In making bread, yeast is required so that the dough can expand. Yeast is usually added after the flour mixed with water and then stirred evenly. After that, the dough left for a few hours. Yeast itself is actually a microorganism, a small living creature, and usually of the type of Saccharomyces cerevisiae which is used in making the bread. Under conditions of adequate water and food for the yeast, especially sugar, the yeast will grow by converting sugars into carbon dioxide gas and aromatic compounds. The carbon dioxide gas formed is then retained by the dough so the dough expand.
Yeast can be obtained commercially in three forms, namely compressed yeast (yeast liquid with a solid content), active dry yeast (yeast dry form, need to be activated before use), and instant active dry yeast (instant yeast, a dry form which can be used directly without the need to be activated again). Yeast that is available in the supermarket is usually instant active dry yeast (instant yeast), which can be directly used, just put into the dough.
Whatever yeast that we use, it is not only the yeast that we concern about its halalness, but also its additives. Several ingredients are intentionally added for particular purposes in the making of yeast, for example, ingredients deliberately added for the purpose of increasing stability during storage as no clumping. Yeast also contains fillers. In addition, yeast also contains an ingredient derived from the remaining media (food is required by the yeast at the time of propagation of yeast). These additives need to be observed for their halal status.

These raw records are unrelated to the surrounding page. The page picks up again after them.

use thiserror::Error;

#[derive(Error, Debug)]
pub enum Error {
    #[error("Invalid node index")]
    InvalidNodeIndex,
    #[error("I/O error: {0}")]
    IoError(#[from] std::io::Error),
    #[error("GeoJSON error: {0}")]
    GeoJsonError(#[from] geojson::Error),
    #[error("JSON error: {0}")]
    JsonError(#[from] serde_json::Error),
    #[error("CSV error: {0}")]
    CsvError(#[from] csv::Error),
    #[error("Invalid data: {0}")]
    InvalidData(String),
    #[error("Invalid configuration: {0}")]
    InvalidConfig(String),
    #[error("Road dataset contains no routable segments")]
    EmptyNetwork,
}
//! Flood exposure of routes

mod analyzer;
mod point_score;
mod weather;

use std::fmt;

use serde::{Deserialize, Serialize};

pub use analyzer::{FloodRiskAnalyzer, FloodRiskAssessment};
pub use point_score::{PointRisk, PointRiskClass, PointScoring};
pub use weather::{NeutralReason, WeatherImpact, WeatherObservation, WeatherPolicy, WeatherSource};

use crate::{Error, Meters};

/// Route-level flood risk
#[derive(Debug, Clone, Copy, PartialEq, Eq, PartialOrd, Ord, Serialize, Deserialize)]
#[serde(rename_all = "SCREAMING_SNAKE_CASE")]
pub enum RiskLevel {
    Low,
    Medium,
    High,
}

impl fmt::Display for RiskLevel {
    fn fmt(&self, f: &mut fmt::Formatter<'_>) -> fmt::Result {
        f.write_str(match self {
            RiskLevel::Low => "LOW",
            RiskLevel::Medium => "MEDIUM",
            RiskLevel::High => "HIGH",
        })
    }
}

#[derive(Debug, Clone, PartialEq, Serialize, Deserialize)]
#[serde(default)]
pub struct RiskConfig {
    /// Half-width of the corridor around a route
    pub buffer_m: Meters,
    /// Flooded pieces are tested against the corridor in steps of this size
    pub sample_step_m: Meters,
    /// Flooded percentage from which a route is MEDIUM risk
    pub medium_from_pct: f64,
    /// Flooded percentage from which a route is HIGH risk
    pub high_from_pct: f64,
    pub weather: WeatherPolicy,
    pub points: PointScoring,
}

impl Default for RiskConfig {
    fn default() -> Self {
        Self {
            buffer_m: 50.0,
            sample_step_m: 5.0,
            medium_from_pct: 10.0,
            high_from_pct: 30.0,
            weather: WeatherPolicy::default(),
            points: PointScoring::default(),
        }
    }
}

impl RiskConfig {
    pub fn risk_level(&self, flooded_percentage: f64) -> RiskLevel {
        if flooded_percentage >= self.high_from_pct {
            RiskLevel::High
        } else if flooded_percentage >= self.medium_from_pct {
            RiskLevel::Medium
        } else {
            RiskLevel::Low
        }
    }

    pub fn validate(&self) -> Result<(), Error> {
        for (name, value) in [("buffer_m", self.buffer_m), ("sample_step_m", self.sample_step_m)] {
            if !value.is_finite() || value <= 0.0 {
                return Err(Error::InvalidConfig(format!(
                    "risk.{name} must be positive, got {value}"
                )));
            }
        }
        let ordered = (0.0..=100.0).contains(&self.medium_from_pct)
            && (0.0..=100.0).contains(&self.high_from_pct)
            && self.medium_from_pct <= self.high_from_pct;
        if !ordered {
            return Err(Error::InvalidConfig(format!(
                "risk thresholds must satisfy 0 <= medium ({}) <= high ({}) <= 100",
                self.medium_from_pct, self.high_from_pct
            )));
        }
        self.weather.validate()?;
        self.points.validate()
    }
}
//! Yen's k shortest loopless paths

use log::debug;

use crate::Error;
use crate::cost::TravelMode;
use crate::routing::search::{
    PathResult, SearchLimits, SearchOutcome, UnreachableReason, shortest_path,
};
use crate::routing::source::{GraphSource, Hop, RestrictedSource};

fn same_edges(a: &[Hop], b: &[Hop]) -> bool {
    a.len() == b.len() && a.iter().zip(b).all(|(x, y)| x.edge == y.edge)
}

/// Up to `k` loopless paths in ascending cost order, starting from the
/// already known cheapest path `first`.
///
/// Stops early when the graph has no further loopless path or a search is
/// cancelled or runs out of time; the paths found so far are returned.
///
/// # Errors
///
/// Returns an error if the path refers to nodes outside the graph
pub fn k_shortest_paths<G: GraphSource>(
    graph: &G,
    first: PathResult,
    k: usize,
    mode: TravelMode,
    use_heuristic: bool,
    limits: &SearchLimits,
) -> Result<Vec<PathResult>, Error> {
    let (Some(start), Some(goal)) = (first.start(), first.goal()) else {
        return Ok(Vec::new());
    };
    let mut found = vec![first];
    if start == goal {
        return Ok(found);
    }
    let mut pending: Vec<PathResult> = Vec::new();

    while found.len() < k {
        let Some(previous) = found.last() else {
            break;
        };
        let previous = previous.clone();

        for spur_idx in 0..previous.hops.len() {
            let spur_node = previous.nodes[spur_idx];
            let root = &previous.hops[..spur_idx];

            let mut restricted = RestrictedSource::new(graph);
            for path in &found {
                if path.hops.len() > spur_idx && same_edges(&path.hops[..spur_idx], root) {
                    restricted.ban_edge(path.hops[spur_idx].edge);
                }
            }
            for node in &previous.nodes[..spur_idx] {
                restricted.ban_node(*node);
            }

            let spur = match shortest_path(&restricted, spur_node, goal, mode, use_heuristic, limits)?
            {
                SearchOutcome::Found(spur) => spur,
                SearchOutcome::Unreachable(
                    reason @ (UnreachableReason::Cancelled | UnreachableReason::DeadlineExceeded),
                ) => {
                    debug!("k shortest paths stopped early: {reason}");
                    return Ok(found);
                }
                SearchOutcome::Unreachable(_) => continue,
            };

            let mut hops = root.to_vec();
            hops.extend(spur.hops);
            let candidate = PathResult::from_hops(graph, start, hops, mode);
            let known = found
                .iter()
                .chain(&pending)
                .any(|p| same_edges(&p.hops, &candidate.hops));
            if !known {
                pending.push(candidate);
            }
        }

        // Cheapest pending path, earliest on ties
        let Some(best) = pending
            .iter()
            .enumerate()
            .min_by(|(ia, a), (ib, b)| a.cost.total_cmp(&b.cost).then(ia.cmp(ib)))
            .map(|(idx, _)| idx)
        else {
            break;
        };
        found.push(pending.remove(best));
    }

    Ok(found)
}
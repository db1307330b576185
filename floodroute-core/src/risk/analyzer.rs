use log::trace;
use rstar::RTree;
use rstar::primitives::Line;
use serde::Serialize;

use super::point_score::PointRisk;
use super::weather::WeatherImpact;
use super::{RiskConfig, RiskLevel};
use crate::geometry::{Coordinate, polyline_length_m};
use crate::routing::Route;
use crate::{Meters, RoadNetwork};

/// Flood exposure of one route
#[derive(Debug, Clone, PartialEq, Serialize)]
pub struct FloodRiskAssessment {
    /// Share of the route running along flooded roads, weather-scaled and
    /// clamped to 0..=100
    pub flooded_percentage: f64,
    pub flooded_distance_m: Meters,
    pub route_distance_m: Meters,
    pub risk_level: RiskLevel,
    pub weather_impact: WeatherImpact,
    pub buffer_m: Meters,
    #[serde(skip_serializing_if = "Option::is_none")]
    pub points: Option<Vec<PointRisk>>,
}

/// Scores routes against the flooded segments of a network
#[derive(Debug, Clone, Copy)]
pub struct FloodRiskAnalyzer<'a> {
    network: &'a RoadNetwork,
    config: &'a RiskConfig,
}

impl<'a> FloodRiskAnalyzer<'a> {
    pub fn new(network: &'a RoadNetwork, config: &'a RiskConfig) -> Self {
        Self { network, config }
    }

    /// Assesses a planned route. With `with_points`, every route point is
    /// scored as well, using elevations derived from the traversed segments.
    pub fn assess_route(
        &self,
        route: &Route,
        buffer_m: Option<Meters>,
        weather: &WeatherImpact,
        with_points: bool,
    ) -> FloodRiskAssessment {
        let mut assessment =
            self.assess_polyline(&route.coordinates, route.distance_m, buffer_m, weather);
        if with_points {
            assessment.points = Some(self.config.points.score_points(
                &route.coordinates,
                &route.elevation_profile(),
                weather.rainfall_mm,
            ));
        }
        assessment
    }

    /// Assesses an arbitrary coordinate sequence, e.g. a route planned
    /// elsewhere
    pub fn assess_coordinates(
        &self,
        coordinates: &[Coordinate],
        buffer_m: Option<Meters>,
        weather: &WeatherImpact,
    ) -> FloodRiskAssessment {
        let length = polyline_length_m(coordinates);
        self.assess_polyline(coordinates, length, buffer_m, weather)
    }

    fn assess_polyline(
        &self,
        coordinates: &[Coordinate],
        route_distance_m: Meters,
        buffer_m: Option<Meters>,
        weather: &WeatherImpact,
    ) -> FloodRiskAssessment {
        let buffer_m = buffer_m
            .filter(|b| b.is_finite() && *b > 0.0)
            .unwrap_or(self.config.buffer_m);

        let flooded_distance_m = if route_distance_m > 0.0 {
            self.corridor_flooded_distance(coordinates, buffer_m)
                .min(route_distance_m)
        } else {
            0.0
        };
        let flooded_percentage = if route_distance_m > 0.0 {
            (flooded_distance_m / route_distance_m * 100.0 * weather.multiplier).clamp(0.0, 100.0)
        } else {
            0.0
        };

        FloodRiskAssessment {
            flooded_percentage,
            flooded_distance_m,
            route_distance_m,
            risk_level: self.config.risk_level(flooded_percentage),
            weather_impact: *weather,
            buffer_m,
            points: None,
        }
    }

    /// Length of flooded road inside the corridor of half-width `buffer_m`
    /// around the polyline.
    ///
    /// Flooded pieces near the route are cut into samples of at most
    /// `sample_step_m`; a sample counts when its midpoint lies inside the
    /// corridor.
    pub fn corridor_flooded_distance(&self, coordinates: &[Coordinate], buffer_m: Meters) -> Meters {
        let projection = self.network.projection();
        let projected: Vec<[f64; 2]> = coordinates
            .iter()
            .filter(|c| c.is_valid())
            .map(|c| projection.project(*c))
            .collect();
        if projected.len() < 2 {
            return 0.0;
        }

        let corridor = RTree::bulk_load(
            projected
                .windows(2)
                .map(|pair| Line::new(pair[0], pair[1]))
                .collect(),
        );

        let mut min = [f64::INFINITY; 2];
        let mut max = [f64::NEG_INFINITY; 2];
        for p in &projected {
            for axis in 0..2 {
                min[axis] = min[axis].min(p[axis] - buffer_m);
                max[axis] = max[axis].max(p[axis] + buffer_m);
            }
        }

        let step = self.config.sample_step_m;
        let buffer_2 = buffer_m * buffer_m;
        let mut flooded = 0.0;
        let mut pieces = 0usize;
        for piece in self.network.flood_pieces_in(min, max) {
            pieces += 1;
            let (from, to) = (piece.geom().from, piece.geom().to);
            let dx = to[0] - from[0];
            let dy = to[1] - from[1];
            let length = dx.hypot(dy);
            if length <= 0.0 {
                continue;
            }
            #[allow(clippy::cast_possible_truncation, clippy::cast_sign_loss)]
            let samples = (length / step).ceil().max(1.0) as usize;
            #[allow(clippy::cast_precision_loss)]
            let sample_length = length / samples as f64;
            for k in 0..samples {
                #[allow(clippy::cast_precision_loss)]
                let t = (k as f64 + 0.5) / samples as f64;
                let midpoint = [from[0] + dx * t, from[1] + dy * t];
                if corridor
                    .locate_within_distance(midpoint, buffer_2)
                    .next()
                    .is_some()
                {
                    flooded += sample_length;
                }
            }
        }
        trace!("{pieces} flooded pieces near the route, {flooded:.1} m inside the corridor");
        flooded
    }
}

In the making of compressed yeast, an emulsifier is often added in which its halal status is doubtful. Another additive that may be present in instant yeast is an anticaking agent. Among the questionable materials of its halal status commonly used as anticaking agents are E542 (edible bone phosphate, derived from animal bones), E570 (acid stearate) and E572 (magnesium stearate). Stearic acid can be derived from plants or from animals. Magnesium stearate is prepared using the basic ingredients of acid stearate. In addition to the gum or dextrin, gelatine is sometimes used as filler material in instant yeast.
Source: The potency of non-halal food products, and issues on genetically modified.
By Anton Apriyantono
Conclusion: Yeast is doubtful when – it is not certified and using questionable ingredients or application such as:
a) Minerals fed with Vitamins and Thiamine for nutrition during the re-production process in the vessels;
b) Additives; and
c) Type of Media for the propagation of yeast.